Шрифт:
Интервал:
Закладка:
Но производительными силами в эту эпоху являются руки рабочих и машины, с помощью которых рабочие производят вещи.
При всей важности умственного труда в эту эпоху, умственный труд ещё находится на подхвате, — что и делает возможным определение той части общества, которая занята умственным трудом (в том числе, столь важных для производства людей, как инженеры, техники, все вкупе), словом «прослойка». Называется ли эта прослойка, как у нас, интеллигенцией или как-то иначе, но это прослойка, это не класс. И об этом в Советском Союзе достаточно много говорилось.
А вот потом у нас без всякого вывода из данного утверждения было сказано, что наука стала непосредственной производительной силой. И никто до конца не понял, сколь масштабными должны быть проистекающие из этого выводы.

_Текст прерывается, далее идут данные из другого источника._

//! Integration tests for the multisig vault contract.
//!
//! These drive the vault the way a host would: owners identified by real
//! Ed25519 keys, payouts going through the ledger collaborator, state
//! surviving a snapshot round-trip through bincode.

use quorum_contracts::{
    LedgerTransfer, Operation, Transfer, TransferError, Vault, VaultError, VaultSnapshot,
};
use quorum_protocol::config::VaultConfig;
use quorum_protocol::crypto::OwnerKeypair;
use quorum_protocol::Address;

/// Helper: three owners with deterministic keys, plus one outsider.
fn parties() -> (Vec<OwnerKeypair>, OwnerKeypair) {
    let owners = (1u8..=3).map(|b| OwnerKeypair::from_seed(&[b; 32])).collect();
    let outsider = OwnerKeypair::from_seed(&[0xEE; 32]);
    (owners, outsider)
}

fn addresses(keys: &[OwnerKeypair]) -> Vec<Address> {
    keys.iter().map(OwnerKeypair::address).collect()
}

fn destination() -> Address {
    Address::from_bytes([0xD0; 32])
}

// ---------------------------------------------------------------------------
// Lifecycle
// ---------------------------------------------------------------------------

#[test]
fn owners_threshold_two_scenario() {
    let (keys, outsider) = parties();
    let [owner1, owner2, owner3] = [keys[0].address(), keys[1].address(), keys[2].address()];
    let mut vault = Vault::create(addresses(&keys), 2).unwrap();
    let mut ledger = LedgerTransfer::new();

    // Deployment
    assert_eq!(vault.owners(), &[owner1, owner2, owner3]);
    assert_eq!(vault.threshold(), 2);
    assert_eq!(vault.transaction_count(), 0);
    assert!(vault.is_owner(&owner1));
    assert!(!vault.is_owner(&outsider.address()));

    // Deposit 10
    vault.deposit(&owner1, 10).unwrap();
    assert_eq!(vault.balance(), 10);

    // Submit
    let index = vault
        .propose(&owner1, destination(), 2, vec![0x12, 0x34])
        .unwrap();
    assert_eq!(index, 0);
    let tx = vault.transaction(0).unwrap();
    assert_eq!(tx.destination, destination());
    assert_eq!(tx.amount, 2);
    assert_eq!(tx.payload, vec![0x12, 0x34]);
    assert_eq!(tx.confirmations, 0);
    assert!(!tx.executed);
    assert_eq!(vault.transaction_count(), 1);

    // Confirm by all three
    vault.confirm(&owner1, 0).unwrap();
    vault.confirm(&owner2, 0).unwrap();
    vault.confirm(&owner3, 0).unwrap();
    assert_eq!(vault.transaction(0).unwrap().confirmations, 3);

    // Revoke by owner3
    vault.revoke(&owner3, 0).unwrap();
    assert_eq!(vault.transaction(0).unwrap().confirmations, 2);

    // Execute by owner1
    vault.execute(&owner1, 0, &mut ledger).unwrap();
    assert!(vault.transaction(0).unwrap().executed);
    assert_eq!(vault.balance(), 8);
    assert_eq!(ledger.total_paid(&destination()), 2);
}

#[test]
fn indices_ignore_activity_on_other_transactions() {
    let (keys, _) = parties();
    let owners = addresses(&keys);
    let mut vault = Vault::create(owners.clone(), 1).unwrap();
    let mut ledger = LedgerTransfer::new();
    vault.deposit(&owners[0], 100).unwrap();

    let mut indices = Vec::new();
    for i in 0..5u64 {
        let index = vault.propose(&owners[(i % 3) as usize], destination(), 1, vec![]).unwrap();
        indices.push(index);
        // Churn the previous transaction between proposals.
        vault.confirm(&owners[0], index).unwrap();
        vault.revoke(&owners[0], index).unwrap();
        vault.confirm(&owners[1], index).unwrap();
        if i % 2 == 0 {
            vault.execute(&owners[2], index, &mut ledger).unwrap();
        }
    }
    assert_eq!(indices, vec![0, 1, 2, 3, 4]);
    assert_eq!(vault.balance(), 97);
}

#[test]
fn execute_succeeds_exactly_at_threshold() {
    let (keys, _) = parties();
    let owners = addresses(&keys);
    let mut vault = Vault::create(owners.clone(), 3).unwrap();
    let mut ledger = LedgerTransfer::new();
    vault.deposit(&owners[0], 5).unwrap();
    vault.propose(&owners[0], destination(), 5, vec![]).unwrap();

    for (n, owner) in owners.iter().enumerate() {
        let result = vault.execute(&owners[0], 0, &mut ledger);
        assert!(
            matches!(
                result,
                Err(VaultError::InsufficientConfirmations { confirmations, threshold: 3, .. })
                    if confirmations == n
            ),
            "expected rejection with {n} confirmations, got {result:?}"
        );
        vault.confirm(owner, 0).unwrap();
    }

    vault.execute(&owners[0], 0, &mut ledger).unwrap();
    assert_eq!(vault.balance(), 0);
}

#[test]
fn late_deposit_unblocks_execution() {
    let (keys, _) = parties();
    let owners = addresses(&keys);
    let mut vault = Vault::create(owners.clone(), 1).unwrap();
    let mut ledger = LedgerTransfer::new();

    vault.propose(&owners[0], destination(), 50, vec![]).unwrap();
    vault.confirm(&owners[1], 0).unwrap();
    assert!(matches!(
        vault.execute(&owners[1], 0, &mut ledger),
        Err(VaultError::InsufficientBalance {
            requested: 50,
            available: 0
        })
    ));

    // Anyone can top the vault up.
    vault.deposit(&destination(), 50).unwrap();
    vault.execute(&owners[1], 0, &mut ledger).unwrap();
    assert_eq!(vault.balance(), 0);
}

// ---------------------------------------------------------------------------
// Failure Atomicity
// ---------------------------------------------------------------------------

#[test]
fn rejected_calls_leave_state_untouched() {
    let (keys, outsider) = parties();
    let owners = addresses(&keys);
    let mut vault = Vault::create(owners.clone(), 2).unwrap();
    let mut ledger = LedgerTransfer::new();
    vault.deposit(&owners[0], 10).unwrap();
    vault.propose(&owners[0], destination(), 4, vec![1]).unwrap();
    vault.confirm(&owners[0], 0).unwrap();
    let before = vault.snapshot();

    let stranger = outsider.address();
    assert!(vault.propose(&stranger, destination(), 1, vec![]).is_err());
    assert!(vault.confirm(&stranger, 0).is_err());
    assert!(vault.confirm(&owners[0], 0).is_err());
    assert!(vault.confirm(&owners[1], 7).is_err());
    assert!(vault.revoke(&owners[2], 0).is_err());
    assert!(vault.execute(&owners[0], 0, &mut ledger).is_err());
    assert!(vault.execute(&stranger, 0, &mut ledger).is_err());

    assert_eq!(vault.snapshot(), before);
    assert!(ledger.payouts().is_empty());
}

#[test]
fn bounced_transfer_keeps_transaction_executable() {
    let (keys, _) = parties();
    let owners = addresses(&keys);
    let mut vault = Vault::create(owners.clone(), 2).unwrap();
    let mut ledger = LedgerTransfer::new();
    ledger.block(destination());

    vault.deposit(&owners[0], 10).unwrap();
    vault.propose(&owners[0], destination(), 3, vec![]).unwrap();
    vault.confirm(&owners[0], 0).unwrap();
    vault.confirm(&owners[1], 0).unwrap();

    let err = vault.execute(&owners[0], 0, &mut ledger).unwrap_err();
    assert_eq!(
        err,
        VaultError::TransferFailed {
            index: 0,
            source: TransferError::Rejected(destination())
        }
    );
    assert!(!vault.transaction(0).unwrap().executed);
    assert_eq!(vault.balance(), 10);

    // Confirmation state is still live after a bounced transfer.
    vault.revoke(&owners[1], 0).unwrap();
    vault.confirm(&owners[2], 0).unwrap();

    ledger.unblock(&destination());
    vault.execute(&owners[2], 0, &mut ledger).unwrap();
    assert_eq!(vault.balance(), 7);
    assert_eq!(ledger.payouts().len(), 1);
}

/// A collaborator that records what it was asked to do and can be told
/// to fail, to check the vault passes through exactly what was proposed.
#[derive(Default)]
struct RecordingTransfer {
    calls: Vec<(Address, u64, Vec<u8>)>,
    fail: bool,
}

impl Transfer for RecordingTransfer {
    fn transfer(
        &mut self,
        destination: &Address,
        amount: u64,
        payload: &[u8],
    ) -> Result<(), TransferError> {
        self.calls.push((*destination, amount, payload.to_vec()));
        if self.fail {
            Err(TransferError::Unavailable("maintenance".into()))
        } else {
            Ok(())
        }
    }
}

#[test]
fn collaborator_receives_destination_amount_and_payload() {
    let (keys, _) = parties();
    let owners = addresses(&keys);
    let mut vault = Vault::create(owners.clone(), 1).unwrap();
    vault.deposit(&owners[0], 9).unwrap();
    vault
        .propose(&owners[0], destination(), 9, b"calldata".to_vec())
        .unwrap();
    vault.confirm(&owners[0], 0).unwrap();

    let mut collaborator = RecordingTransfer {
        fail: true,
        ..Default::default()
    };
    assert!(vault.execute(&owners[0], 0, &mut collaborator).is_err());
    collaborator.fail = false;
    vault.execute(&owners[0], 0, &mut collaborator).unwrap();

    assert_eq!(collaborator.calls.len(), 2);
    assert_eq!(collaborator.calls[1], (destination(), 9, b"calldata".to_vec()));
    assert!(vault.execute(&owners[0], 0, &mut collaborator).is_err());
    assert_eq!(collaborator.calls.len(), 2);
}

// ---------------------------------------------------------------------------
// Audit & Persistence
// ---------------------------------------------------------------------------

#[test]
fn audit_trail_answers_who_confirmed_what() {
    let (keys, _) = parties();
    let owners = addresses(&keys);
    let mut vault = Vault::create(owners.clone(), 2).unwrap();
    vault.propose(&owners[0], destination(), 1, vec![]).unwrap();
    vault.propose(&owners[1], destination(), 1, vec![]).unwrap();
    vault.confirm(&owners[2], 1).unwrap();
    vault.confirm(&owners[0], 0).unwrap();

    let confirmers_of_1: Vec<Address> = vault
        .events()
        .iter()
        .filter(|e| e.operation == Operation::Confirm && e.index == Some(1))
        .map(|e| e.caller)
        .collect();
    assert_eq!(confirmers_of_1, vec![owners[2]]);
}

#[test]
fn snapshot_survives_bincode_roundtrip() {
    let (keys, _) = parties();
    let owners = addresses(&keys);
    let config = VaultConfig::new(owners.clone(), 2);
    let mut vault = Vault::from_config(&config).unwrap();
    let mut ledger = LedgerTransfer::new();
    vault.deposit(&owners[0], 10).unwrap();
    vault.propose(&owners[0], destination(), 2, vec![0x12, 0x34]).unwrap();
    vault.propose(&owners[1], destination(), 3, vec![]).unwrap();
    vault.confirm(&owners[0], 0).unwrap();
    vault.confirm(&owners[1], 0).unwrap();
    vault.execute(&owners[2], 0, &mut ledger).unwrap();
    vault.confirm(&owners[2], 1).unwrap();

    let bytes = bincode::serialize(&vault.snapshot()).unwrap();
    let decoded: VaultSnapshot = bincode::deserialize(&bytes).unwrap();
    let mut restored = Vault::restore(decoded).unwrap();

    assert_eq!(restored.snapshot(), vault.snapshot());
    assert_eq!(restored.balance(), 8);
    assert!(matches!(
        restored.confirm(&owners[0], 0),
        Err(VaultError::AlreadyExecuted { index: 0 })
    ));
    assert_eq!(restored.propose(&owners[0], destination(), 1, vec![]).unwrap(), 2);
}

#[test]
fn snapshot_json_uses_hex_payloads() {
    let (keys, _) = parties();
    let owners = addresses(&keys);
    let mut vault = Vault::create(owners.clone(), 1).unwrap();
    vault.propose(&owners[0], destination(), 2, vec![0x12, 0x34]).unwrap();

    let json = serde_json::to_value(vault.snapshot()).unwrap();
    assert_eq!(json["transactions"][0]["payload"], "0x1234");
    assert_eq!(json["owners"][0], owners[0].to_hex());
}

Если наука, умственный труд в целом становятся непосредственной производительной силой (не силой, обслуживающей основную производительную силу, сопровождающей её, а непосредственной производительной силой), то тот, кто уже не руками, а мозгами приводит в действие эту производительную силу, является не прослойкой, а классом. И это фундаментальное общественное изменение! У него абсолютно другая роль в обществе. Этот пролетариат умственного труда, коль скоро умственный труд стал производительной силой, является полноценным пролетариатом, то есть когнитариатом.
Теперь он является тем, кто приводит в действие эту производительную силу, и у кого отчуждают процесс труда. Он эксплуатируемый в условиях, когда основная производительная сила — наука. Это не снимает с повестки дня значения машин как средства производства вещей, но это постепенно выдвигает на первую роль новый класс, который называют когнитариатом.
Только в том случае, если наука является непосредственной производительной силой, в производственные отношения входит некий субъект, называемый «когнитариат», то есть полноценный эсплуатируемый класс.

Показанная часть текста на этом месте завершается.